Following the August 1991 attempted overthrow of Gorbachev, the Supreme Soviet in Minsk declared the independence of Byelorussia on August 25, 1991, by giving its Declaration of State Sovereignty the status of a constitutional document and renaming the country the Republic of Belarus.

With independence, Belarus got a new start under less than favorable conditions. The economy was in disastrous shape, inflation was spinning out of control, unemployment increased dramatically, and the influence of organized crime was felt in every corner of the country. The election of Alexander Lukashenko as President only worsened the situation.

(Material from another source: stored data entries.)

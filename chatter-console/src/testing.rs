//! In-memory backend and push relay for unit tests.

use std::{
    collections::{HashMap, HashSet},
    sync::Mutex,
};

use async_trait::async_trait;
use futures_util::StreamExt;
use shared::models::{
    ConversationId, ConversationRecord, CreateMessageRequest, Fan, FanId, Message, MessageId,
    PriorityLevel, PushFrame, Timestamp,
};
use tokio::sync::mpsc;
use tokio_stream::wrappers::UnboundedReceiverStream;

use crate::{
    api::{ApiError, ChatApi},
    realtime::{PushStream, PushTransport, RealtimeError},
};

#[derive(Debug, Default)]
struct FakeState {
    conversations: Vec<ConversationRecord>,
    fans: HashMap<FanId, Fan>,
    messages: HashMap<ConversationId, Vec<Message>>,
    fetches: Vec<(ConversationId, Option<MessageId>, usize)>,
    marked_read: Vec<ConversationId>,
    fail_sends: bool,
    fail_priority: bool,
}

/// Behaves like a backend that honours `before`/`limit`.
#[derive(Debug, Default)]
pub(crate) struct FakeApi {
    state: Mutex<FakeState>,
}

impl FakeApi {
    pub(crate) fn seed_conversation(&self, id: ConversationId, fan_id: FanId, priority: PriorityLevel) {
        self.state.lock().unwrap().conversations.push(ConversationRecord {
            id,
            fan_id,
            priority_level: Some(priority),
            last_message: None,
            messages: None,
        });
    }

    pub(crate) fn seed_fan(&self, id: FanId, name: &str) {
        let fan: Fan = serde_json::from_value(serde_json::json!({
            "id": id,
            "username": name.to_lowercase(),
            "display_name": name,
            "total_spent": "10.00",
        }))
        .unwrap();
        self.state.lock().unwrap().fans.insert(id, fan);
    }

    pub(crate) fn seed_messages(&self, conversation_id: ConversationId, messages: impl IntoIterator<Item = Message>) {
        self.state
            .lock()
            .unwrap()
            .messages
            .entry(conversation_id)
            .or_default()
            .extend(messages);
    }

    pub(crate) fn fetches(&self) -> Vec<(ConversationId, Option<MessageId>, usize)> {
        self.state.lock().unwrap().fetches.clone()
    }

    pub(crate) fn marked_read(&self) -> Vec<ConversationId> {
        self.state.lock().unwrap().marked_read.clone()
    }

    pub(crate) fn set_fail_sends(&self, fail: bool) {
        self.state.lock().unwrap().fail_sends = fail;
    }

    pub(crate) fn set_fail_priority(&self, fail: bool) {
        self.state.lock().unwrap().fail_priority = fail;
    }
}

#[async_trait]
impl ChatApi for FakeApi {
    async fn list_conversations(&self) -> Result<Vec<ConversationRecord>, ApiError> {
        Ok(self.state.lock().unwrap().conversations.clone())
    }

    async fn fetch_messages(
        &self,
        conversation_id: ConversationId,
        before: Option<MessageId>,
        limit: usize,
    ) -> Result<Vec<Message>, ApiError> {
        let mut state = self.state.lock().unwrap();
        state.fetches.push((conversation_id, before, limit));
        let mut rows: Vec<Message> = state
            .messages
            .get(&conversation_id)
            .into_iter()
            .flatten()
            .filter(|message| before.is_none_or(|before| message.id < before))
            .cloned()
            .collect();
        rows.sort_by_key(|message| message.id);
        let skip = rows.len().saturating_sub(limit);
        Ok(rows.split_off(skip))
    }

    async fn create_message(&self, request: &CreateMessageRequest) -> Result<Message, ApiError> {
        let mut state = self.state.lock().unwrap();
        if state.fail_sends {
            return Err(ApiError::Status {
                status: 500,
                message: "Error creating message: offline".into(),
            });
        }
        let id = state
            .messages
            .values()
            .flatten()
            .map(|message| message.id)
            .max()
            .unwrap_or(0)
            + 1;
        let message = Message {
            id,
            conversation_id: request.conversation_id,
            sender: request.sender,
            content: request.content.clone(),
            created_at: Timestamp::now(),
            is_read: false,
        };
        state
            .messages
            .entry(request.conversation_id)
            .or_default()
            .push(message.clone());
        Ok(message)
    }

    async fn mark_read(&self, conversation_id: ConversationId) -> Result<(), ApiError> {
        let mut state = self.state.lock().unwrap();
        state.marked_read.push(conversation_id);
        for message in state.messages.entry(conversation_id).or_default() {
            message.is_read = true;
        }
        Ok(())
    }

    async fn set_priority(
        &self,
        conversation_id: ConversationId,
        level: PriorityLevel,
    ) -> Result<(), ApiError> {
        let mut state = self.state.lock().unwrap();
        if state.fail_priority {
            return Err(ApiError::Status {
                status: 500,
                message: "Error updating priority level".into(),
            });
        }
        for record in &mut state.conversations {
            if record.id == conversation_id {
                record.priority_level = Some(level);
            }
        }
        Ok(())
    }

    async fn fetch_fan(&self, fan_id: FanId) -> Result<Fan, ApiError> {
        self.state
            .lock()
            .unwrap()
            .fans
            .get(&fan_id)
            .cloned()
            .ok_or(ApiError::Status {
                status: 404,
                message: "No query results for model [App\\Models\\Fan]".into(),
            })
    }
}

type FrameSender = mpsc::UnboundedSender<Result<PushFrame, RealtimeError>>;

/// Push relay keeping one sender per live subscription.
#[derive(Debug, Default)]
pub(crate) struct FakeTransport {
    channels: Mutex<HashMap<ConversationId, Vec<FrameSender>>>,
    refused: Mutex<HashSet<ConversationId>>,
}

impl FakeTransport {
    pub(crate) fn refuse(&self, conversation_id: ConversationId) {
        self.refused.lock().unwrap().insert(conversation_id);
    }

    /// Deliver `message` on the channel of `channel`.
    pub(crate) fn push(&self, channel: ConversationId, message: Message) {
        if let Some(senders) = self.channels.lock().unwrap().get(&channel) {
            for sender in senders {
                let _ = sender.send(Ok(PushFrame::MessageSent(message.clone())));
            }
        }
    }

    pub(crate) fn live_subscribers(&self, channel: ConversationId) -> usize {
        self.channels
            .lock()
            .unwrap()
            .get(&channel)
            .map_or(0, |senders| senders.iter().filter(|sender| !sender.is_closed()).count())
    }
}

#[async_trait]
impl PushTransport for FakeTransport {
    async fn connect(&self, conversation_id: ConversationId) -> Result<PushStream, RealtimeError> {
        if self.refused.lock().unwrap().contains(&conversation_id) {
            return Err(RealtimeError::Status(403));
        }
        let (tx, rx) = mpsc::unbounded_channel();
        self.channels
            .lock()
            .unwrap()
            .entry(conversation_id)
            .or_default()
            .push(tx);
        Ok(UnboundedReceiverStream::new(rx).boxed())
    }
}
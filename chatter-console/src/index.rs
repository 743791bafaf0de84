//! Sidebar state for every conversation.

use std::collections::{HashMap, HashSet, VecDeque};

use futures_util::future::join_all;
use shared::models::{
    ConversationId, ConversationRecord, ConversationSummary, Message, MessageId, PriorityLevel,
};
use tracing::{debug, warn};

use crate::api::{ApiError, ChatApi};

/// Message ids remembered per conversation to absorb redeliveries.
pub const SEEN_WINDOW: usize = 256;

#[derive(Debug, Clone, Default)]
struct SeenWindow {
    order: VecDeque<MessageId>,
    ids: HashSet<MessageId>,
}

impl SeenWindow {
    /// Returns `false` if `id` was already seen.
    fn insert(&mut self, id: MessageId) -> bool {
        if !self.ids.insert(id) {
            return false;
        }
        self.order.push_back(id);
        if self.order.len() > SEEN_WINDOW
            && let Some(evicted) = self.order.pop_front()
        {
            self.ids.remove(&evicted);
        }
        true
    }
}

/// Summaries in load order plus the currently open conversation.
#[derive(Debug, Clone, Default)]
pub struct ConversationIndex {
    summaries: Vec<ConversationSummary>,
    open: Option<ConversationId>,
    seen: HashMap<ConversationId, SeenWindow>,
}

impl ConversationIndex {
    #[must_use]
    pub fn new() -> Self {
        Self::default()
    }

    /// Replace every summary with a fresh list.
    pub fn load(&mut self, summaries: Vec<ConversationSummary>) {
        self.summaries = summaries;
        self.seen.clear();
        if let Some(open) = self.open
            && let Some(summary) = self.get_mut(open)
        {
            summary.unread_count = 0;
        }
    }

    /// Account for a pushed message. Redeliveries are ignored.
    ///
    /// Fan messages for conversations other than the open one bump the
    /// unread count; every message may refresh the preview.
    pub fn on_inbound_message(&mut self, message: &Message) -> bool {
        if self.get(message.conversation_id).is_none() {
            debug!(
                conversation_id = message.conversation_id,
                "push for a conversation missing from the sidebar"
            );
            return false;
        }
        if !self
            .seen
            .entry(message.conversation_id)
            .or_default()
            .insert(message.id)
        {
            debug!(message_id = message.id, "redelivered message already counted");
            return false;
        }

        let open = self.open;
        let Some(summary) = self.get_mut(message.conversation_id) else {
            return false;
        };
        update_preview(summary, &message.content, Some(message.id));
        if message.is_inbound() && !message.is_read && open != Some(message.conversation_id) {
            summary.unread_count = summary.unread_count.saturating_add(1);
        }
        true
    }

    /// Preview an outbound message. `message_id` is `None` before the server confirmed it.
    pub fn on_outbound_message(
        &mut self,
        conversation_id: ConversationId,
        content: &str,
        message_id: Option<MessageId>,
    ) -> bool {
        if let Some(id) = message_id {
            self.seen.entry(conversation_id).or_default().insert(id);
        }
        match self.get_mut(conversation_id) {
            Some(summary) => update_preview(summary, content, message_id),
            None => false,
        }
    }

    /// Refresh the preview from a loaded timeline without touching unread counts.
    pub fn observe_latest(&mut self, message: &Message) -> bool {
        self.seen
            .entry(message.conversation_id)
            .or_default()
            .insert(message.id);
        match self.get_mut(message.conversation_id) {
            Some(summary) => update_preview(summary, &message.content, Some(message.id)),
            None => false,
        }
    }

    /// Mark `conversation_id` as open and clear its unread count.
    pub fn on_select(&mut self, conversation_id: ConversationId) {
        self.open = Some(conversation_id);
        self.reset_unread(conversation_id);
    }

    pub fn on_mark_read(&mut self, conversation_id: ConversationId) {
        self.reset_unread(conversation_id);
    }

    /// Returns the previous level, or `None` for an unknown conversation.
    pub fn on_priority_change(
        &mut self,
        conversation_id: ConversationId,
        level: PriorityLevel,
    ) -> Option<PriorityLevel> {
        let summary = self.get_mut(conversation_id)?;
        Some(std::mem::replace(&mut summary.priority_level, level))
    }

    pub fn close(&mut self) {
        self.open = None;
    }

    #[must_use]
    pub const fn open(&self) -> Option<ConversationId> {
        self.open
    }

    #[must_use]
    pub fn get(&self, conversation_id: ConversationId) -> Option<&ConversationSummary> {
        self.summaries
            .iter()
            .find(|summary| summary.id == conversation_id)
    }

    /// Sidebar order: by priority with `none` last, load order otherwise.
    #[must_use]
    pub fn sorted(&self) -> Vec<&ConversationSummary> {
        let mut sorted: Vec<_> = self.summaries.iter().collect();
        sorted.sort_by_key(|summary| summary.priority_level.sort_rank());
        sorted
    }

    /// Case-insensitive fan name filter over [`Self::sorted`].
    #[must_use]
    pub fn search(&self, term: &str) -> Vec<&ConversationSummary> {
        let needle = term.trim().to_lowercase();
        self.sorted()
            .into_iter()
            .filter(|summary| needle.is_empty() || summary.fan_name.to_lowercase().contains(&needle))
            .collect()
    }

    #[must_use]
    pub fn total_unread(&self) -> u64 {
        self.summaries
            .iter()
            .map(|summary| u64::from(summary.unread_count))
            .sum()
    }

    #[must_use]
    pub fn len(&self) -> usize {
        self.summaries.len()
    }

    #[must_use]
    pub fn is_empty(&self) -> bool {
        self.summaries.is_empty()
    }

    fn get_mut(&mut self, conversation_id: ConversationId) -> Option<&mut ConversationSummary> {
        self.summaries
            .iter_mut()
            .find(|summary| summary.id == conversation_id)
    }

    fn reset_unread(&mut self, conversation_id: ConversationId) {
        if let Some(summary) = self.get_mut(conversation_id) {
            summary.unread_count = 0;
        }
    }
}

/// Replace the preview unless it already shows a newer message.
fn update_preview(summary: &mut ConversationSummary, content: &str, id: Option<MessageId>) -> bool {
    let newer = match (id, summary.last_message_id) {
        (Some(id), Some(current)) => id >= current,
        _ => true,
    };
    if !newer {
        return false;
    }
    summary.last_message = content.to_string();
    if id.is_some() {
        summary.last_message_id = id;
    }
    true
}

/// Fetch the conversation list and each fan profile.
///
/// A failed fan lookup degrades that row to an unknown fan instead of failing the list.
///
/// # Errors
/// Fails only when the conversation list itself cannot be fetched.
pub async fn load_summaries(api: &dyn ChatApi) -> Result<Vec<ConversationSummary>, ApiError> {
    let records: Vec<ConversationRecord> = api.list_conversations().await?;
    let fans = join_all(records.iter().map(|record| api.fetch_fan(record.fan_id))).await;

    Ok(records
        .iter()
        .zip(fans)
        .map(|(record, fan)| {
            let fan = fan
                .inspect_err(|err| {
                    warn!(conversation_id = record.id, fan_id = record.fan_id, error = %err, "fan lookup failed");
                })
                .ok();
            ConversationSummary::from_record(record, fan.as_ref())
        })
        .collect())
}

#[cfg(test)]
mod tests {
    use super::*;
    use crate::store::tests::msg;
    use crate::testing::FakeApi;
    use shared::models::Sender;

    fn summary(id: ConversationId, name: &str, priority: PriorityLevel) -> ConversationSummary {
        ConversationSummary {
            id,
            fan_id: id * 10,
            fan_name: name.to_string(),
            last_message: String::new(),
            priority_level: priority,
            unread_count: 0,
            last_message_id: None,
        }
    }

    fn index() -> ConversationIndex {
        let mut index = ConversationIndex::new();
        index.load(vec![
            summary(5, "Ada", PriorityLevel::None),
            summary(7, "Bea", PriorityLevel::Low),
            summary(9, "Cy", PriorityLevel::High),
            summary(11, "Adam", PriorityLevel::None),
        ]);
        index
    }

    #[test]
    fn inbound_for_closed_conversation_counts_once() {
        let mut index = index();
        index.on_select(5);

        assert!(index.on_inbound_message(&msg(7, 100, Sender::Fan)));
        assert!(!index.on_inbound_message(&msg(7, 100, Sender::Fan)));

        assert_eq!(index.get(7).unwrap().unread_count, 1);
        assert_eq!(index.get(7).unwrap().last_message, "message 100");
        assert_eq!(index.get(5).unwrap().unread_count, 0);
    }

    #[test]
    fn open_conversation_and_outbound_do_not_count() {
        let mut index = index();
        index.on_select(5);

        index.on_inbound_message(&msg(5, 100, Sender::Fan));
        index.on_inbound_message(&msg(7, 101, Sender::Chatter));

        assert_eq!(index.get(5).unwrap().unread_count, 0);
        assert_eq!(index.get(7).unwrap().unread_count, 0);
        assert_eq!(index.get(7).unwrap().last_message, "message 101");
    }

    #[test]
    fn select_and_mark_read_reset_unread() {
        let mut index = index();
        for id in 1..=3 {
            index.on_inbound_message(&msg(7, id, Sender::Fan));
            index.on_inbound_message(&msg(9, id + 10, Sender::Fan));
        }
        assert_eq!(index.total_unread(), 6);

        index.on_select(7);
        assert_eq!(index.get(7).unwrap().unread_count, 0);
        index.on_mark_read(9);
        assert_eq!(index.get(9).unwrap().unread_count, 0);
        assert_eq!(index.total_unread(), 0);
    }

    #[test]
    fn older_delivery_does_not_regress_preview() {
        let mut index = index();
        index.on_inbound_message(&msg(7, 20, Sender::Fan));
        index.on_inbound_message(&msg(7, 19, Sender::Fan));

        let summary = index.get(7).unwrap();
        assert_eq!(summary.last_message, "message 20");
        assert_eq!(summary.unread_count, 2);
    }

    #[test]
    fn outbound_updates_preview_immediately() {
        let mut index = index();
        assert!(index.on_outbound_message(7, "on my way", None));
        assert_eq!(index.get(7).unwrap().last_message, "on my way");
        assert!(index.on_outbound_message(7, "confirmed", Some(30)));
        assert_eq!(index.get(7).unwrap().last_message_id, Some(30));
        assert!(!index.on_outbound_message(99, "nobody", None));
    }

    #[test]
    fn sorted_puts_none_last_and_keeps_load_order() {
        let index = index();
        let order: Vec<_> = index.sorted().iter().map(|s| s.id).collect();
        assert_eq!(order, vec![9, 7, 5, 11]);
    }

    #[test]
    fn priority_change_reorders_and_returns_previous() {
        let mut index = index();
        assert_eq!(
            index.on_priority_change(11, PriorityLevel::High),
            Some(PriorityLevel::None)
        );
        let order: Vec<_> = index.sorted().iter().map(|s| s.id).collect();
        assert_eq!(order, vec![9, 11, 7, 5]);
        assert_eq!(index.on_priority_change(99, PriorityLevel::Low), None);
    }

    #[test]
    fn search_is_case_insensitive() {
        let index = index();
        let hits: Vec<_> = index.search("ADA").iter().map(|s| s.id).collect();
        assert_eq!(hits, vec![5, 11]);
        assert_eq!(index.search("  ").len(), 4);
    }

    #[test]
    fn seen_window_is_bounded() {
        let mut window = SeenWindow::default();
        for id in 0..=i64::try_from(SEEN_WINDOW).unwrap() {
            assert!(window.insert(id));
        }
        assert_eq!(window.ids.len(), SEEN_WINDOW);
        assert!(window.insert(0));
    }

    #[tokio::test]
    async fn load_summaries_degrades_missing_fans() {
        let api = FakeApi::default();
        api.seed_conversation(5, 50, PriorityLevel::High);
        api.seed_conversation(7, 70, PriorityLevel::None);
        api.seed_fan(50, "Sunny");

        let summaries = load_summaries(&api).await.unwrap();

        assert_eq!(summaries.len(), 2);
        assert_eq!(summaries[0].fan_name, "Sunny");
        assert_eq!(summaries[1].fan_name, ConversationSummary::UNKNOWN_FAN);
    }
}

Lukashenko had been manager of a state farm in the 1980s before being elected to the Supreme Council in 1990. He came out on top in the presidential election of 1994, declaring an anti-inflation and anticorruption

Page 200

agenda. Following his election, Lukashenko reintroduced Soviet price controls, moved the economy back into Russia's sphere of influence, and introduced an authoritarian constitution.

Soon after the 100-day mark of his presidency, Lukashenko launched an attack on the independent mass media in Belarus. Many popular TV shows and newspapers which did not always approve of the President's actions were discontinued; in others, editors were replaced by more loyal ones. The editor of the most popular newspaper was replaced and the opposition newspaper was forced out of the country.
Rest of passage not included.